Paper Published in IEEE Access

We are happy to announce that our paper “Link Prediction of Weighted Triples for Knowledge Graph Completion Within the Scholarly Domain” has been published in IEEE Access. IEEE Access publishes articles that are of high interest to readers: original, technically correct, and clearly presented. The scope of this journal comprises all IEEE’s fields of interest, emphasizing applications-oriented and interdisciplinary articles.
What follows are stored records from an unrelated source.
//! Depth-first search over the live tree
//!
//! Order is pre-order, first match wins. The root itself is never a match.
//! Unreadable children are treated as leaves: a node that vanished mid-walk
//! simply contributes nothing.

use crate::element::{Role, UIElement};
use std::ops::ControlFlow;

pub const DEFAULT_DEPTH: usize = 30;

/// A match plus its ancestors, nearest first, ending with the search root.
///
/// Virtualized lists drop parent links on off-screen rows, so this is the
/// only reliable way to get from a leaf back to "the row containing it".
#[derive(Debug, Clone)]
pub struct Lineage {
    pub element: UIElement,
    pub ancestors: Vec<UIElement>,
}

impl Lineage {
    pub fn nearest(&self, role: &Role) -> Option<&UIElement> {
        self.ancestors.iter().find(|a| a.has_role(role))
    }

    pub fn root(&self) -> Option<&UIElement> {
        self.ancestors.last()
    }

    pub fn depth(&self) -> usize {
        self.ancestors.len()
    }
}

fn walk<F>(
    node: &UIElement,
    depth: usize,
    max_depth: usize,
    path: &mut Vec<UIElement>,
    visit: &mut F,
) -> ControlFlow<()>
where
    F: FnMut(&UIElement, &[UIElement]) -> ControlFlow<()>,
{
    if depth >= max_depth {
        return ControlFlow::Continue(());
    }
    path.push(node.clone());
    for child in node.children() {
        if visit(&child, path).is_break() {
            return ControlFlow::Break(());
        }
        if walk(&child, depth + 1, max_depth, path, visit).is_break() {
            return ControlFlow::Break(());
        }
    }
    path.pop();
    ControlFlow::Continue(())
}

/// Visit every descendant of `root` down to `max_depth` levels.
/// `path` holds the ancestors of the visited node, root first.
pub fn visit_descendants<F>(root: &UIElement, max_depth: usize, mut visit: F)
where
    F: FnMut(&UIElement, &[UIElement]) -> ControlFlow<()>,
{
    let mut path = Vec::new();
    let _ = walk(root, 0, max_depth, &mut path, &mut visit);
}

pub fn first_descendant<P>(root: &UIElement, predicate: P, max_depth: usize) -> Option<UIElement>
where
    P: Fn(&UIElement) -> bool,
{
    let mut found = None;
    visit_descendants(root, max_depth, |el, _| {
        if predicate(el) {
            found = Some(el.clone());
            ControlFlow::Break(())
        } else {
            ControlFlow::Continue(())
        }
    });
    found
}

pub fn all_descendants<P>(root: &UIElement, predicate: P, max_depth: usize) -> Vec<UIElement>
where
    P: Fn(&UIElement) -> bool,
{
    let mut found = Vec::new();
    visit_descendants(root, max_depth, |el, _| {
        if predicate(el) {
            found.push(el.clone().with_index(found.len()));
        }
        ControlFlow::Continue(())
    });
    found
}

pub fn first_descendant_with_lineage<P>(
    root: &UIElement,
    predicate: P,
    max_depth: usize,
) -> Option<Lineage>
where
    P: Fn(&UIElement) -> bool,
{
    let mut found = None;
    visit_descendants(root, max_depth, |el, path| {
        if predicate(el) {
            found = Some(Lineage {
                element: el.clone(),
                ancestors: path.iter().rev().cloned().collect(),
            });
            ControlFlow::Break(())
        } else {
            ControlFlow::Continue(())
        }
    });
    found
}

pub fn first_child(node: &UIElement, role: &Role) -> Option<UIElement> {
    node.children().into_iter().find(|c| c.has_role(role))
}

pub fn children_with_role(node: &UIElement, role: &Role) -> Vec<UIElement> {
    node.children()
        .into_iter()
        .filter(|c| c.has_role(role))
        .collect()
}

/// Walk parent links upward. Fails on virtualized nodes with no parent.
pub fn structural_ancestor(node: &UIElement, role: &Role, max_steps: usize) -> Option<UIElement> {
    let mut current = node.parent();
    for _ in 0..max_steps {
        let el = current?;
        if el.has_role(role) {
            return Some(el);
        }
        current = el.parent();
    }
    None
}

#[cfg(test)]
mod tests {
    use super::*;
    use crate::mock::MockTree;

    /// sidebar outline with two rows; the second row's cell is virtualized
    fn sidebar() -> (MockTree, crate::mock::NodeId, crate::mock::NodeId) {
        let tree = MockTree::new();
        let outline = tree.add(tree.root_id(), Role::Outline).id();
        let general = tree.add(outline, Role::Row).id();
        tree.add(general, Role::Cell).identifier("com.apple.systempreferences.GeneralSettings");
        let ax_row = tree.add(outline, Role::Row).id();
        let cell = tree
            .add(ax_row, Role::Cell)
            .identifier("com.apple.Accessibility-Settings.extension")
            .detached()
            .id();
        (tree, ax_row, cell)
    }

    #[test]
    fn pre_order_first_match_wins() {
        let tree = MockTree::new();
        let a = tree.add(tree.root_id(), Role::Group).id();
        let deep = tree.add(a, Role::Button).title("Done").id();
        tree.add(tree.root_id(), Role::Button).title("Done");

        let is_done = |e: &UIElement| e.title().as_deref() == Some("Done");
        let hit = first_descendant(&tree.root(), is_done, DEFAULT_DEPTH).unwrap();
        assert!(hit.same_as(&tree.element(deep)));
    }

    #[test]
    fn root_is_not_a_descendant() {
        let tree = MockTree::new();
        let root = tree.root();
        assert!(first_descendant(&root, |e| e.has_role(&Role::Application), 5).is_none());
    }

    #[test]
    fn depth_limit_stops_descent() {
        let tree = MockTree::new();
        let g1 = tree.add(tree.root_id(), Role::Group).id();
        let g2 = tree.add(g1, Role::Group).id();
        tree.add(g2, Role::CheckBox).identifier("deep");

        let is_deep = |e: &UIElement| e.identifier().as_deref() == Some("deep");
        let find = |depth| first_descendant(&tree.root(), is_deep, depth);
        assert!(find(2).is_none());
        assert!(find(3).is_some());
    }

    #[test]
    fn all_descendants_are_indexed_in_order() {
        let tree = MockTree::new();
        for name in ["a", "b", "c"] {
            tree.add(tree.root_id(), Role::Row).title(name);
        }
        let rows = all_descendants(&tree.root(), |e| e.has_role(&Role::Row), DEFAULT_DEPTH);
        let titles: Vec<_> = rows.iter().filter_map(|r| r.title()).collect();
        assert_eq!(titles, ["a", "b", "c"]);
        assert_eq!(rows[2].index, Some(2));
    }

    #[test]
    fn lineage_recovers_row_of_virtualized_cell() {
        let (tree, ax_row, _) = sidebar();
        let is_ax = |e: &UIElement| {
            e.identifier().as_deref() == Some("com.apple.Accessibility-Settings.extension")
        };

        let lineage = first_descendant_with_lineage(&tree.root(), is_ax, DEFAULT_DEPTH).unwrap();
        assert!(lineage.nearest(&Role::Row).unwrap().same_as(&tree.element(ax_row)));
        assert!(lineage.root().unwrap().same_as(&tree.root()));

        // The structural walk cannot get there.
        assert!(structural_ancestor(&lineage.element, &Role::Row, 8).is_none());
    }

    #[test]
    fn lineage_agrees_with_structural_walk_when_links_exist() {
        let (tree, _, _) = sidebar();
        let is_general = |e: &UIElement| {
            e.identifier().as_deref() == Some("com.apple.systempreferences.GeneralSettings")
        };

        let lineage =
            first_descendant_with_lineage(&tree.root(), is_general, DEFAULT_DEPTH).unwrap();
        let structural = structural_ancestor(&lineage.element, &Role::Row, 8).unwrap();
        assert!(lineage.nearest(&Role::Row).unwrap().same_as(&structural));
    }
}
Here is the abstract and the link to the paper:

Link Prediction of Weighted Triples for Knowledge Graph Completion Within the Scholarly Domain
By Mojtaba Nayyeri, Gökce Müge Cil, Sahar Vahdati, Francesco Osborne,Andrey Kravchenko, Simone Angioni, Angelo Salatino, Diego Reforgiato Recupero, Enrico Motta, and Jens Lehmann.
Abstract Knowledge graphs (KGs) are widely used for modeling scholarly communication, performing scientometric analyses, and supporting a variety of intelligent services to explore the literature and predict research dynamics. However, they often suffer from incompleteness (e.g., missing affiliations, references, research topics), leading to a reduced scope and quality of the resulting analyses. This issue is usually tackled by computing knowledge graph embeddings (KGEs) and applying link prediction techniques. However, only a few KGE models are capable of taking weights of facts in the knowledge graph into account. Such weights can have different meanings, e.g. describe the degree of association or the degree of truth of a certain triple. In this paper, we propose the Weighted Triple Loss , a new loss function for KGE models that takes full advantage of the additional numerical weights on facts and it is even tolerant to incorrect weights. We also extend the Rule Loss , a loss function that is able to exploit a set of logical rules, in order to work with weighted triples. The evaluation of our solutions on several knowledge graphs indicates significant performance improvements with respect to the state of the art. Our main use case is the large-scale AIDA knowledge graph, which describes 21 million research articles. Our approach enables to complete information about affiliation types, countries, and research topics, greatly improving the scope of the resulting scientometrics analyses and providing better support to systems for monitoring and predicting research dynamics.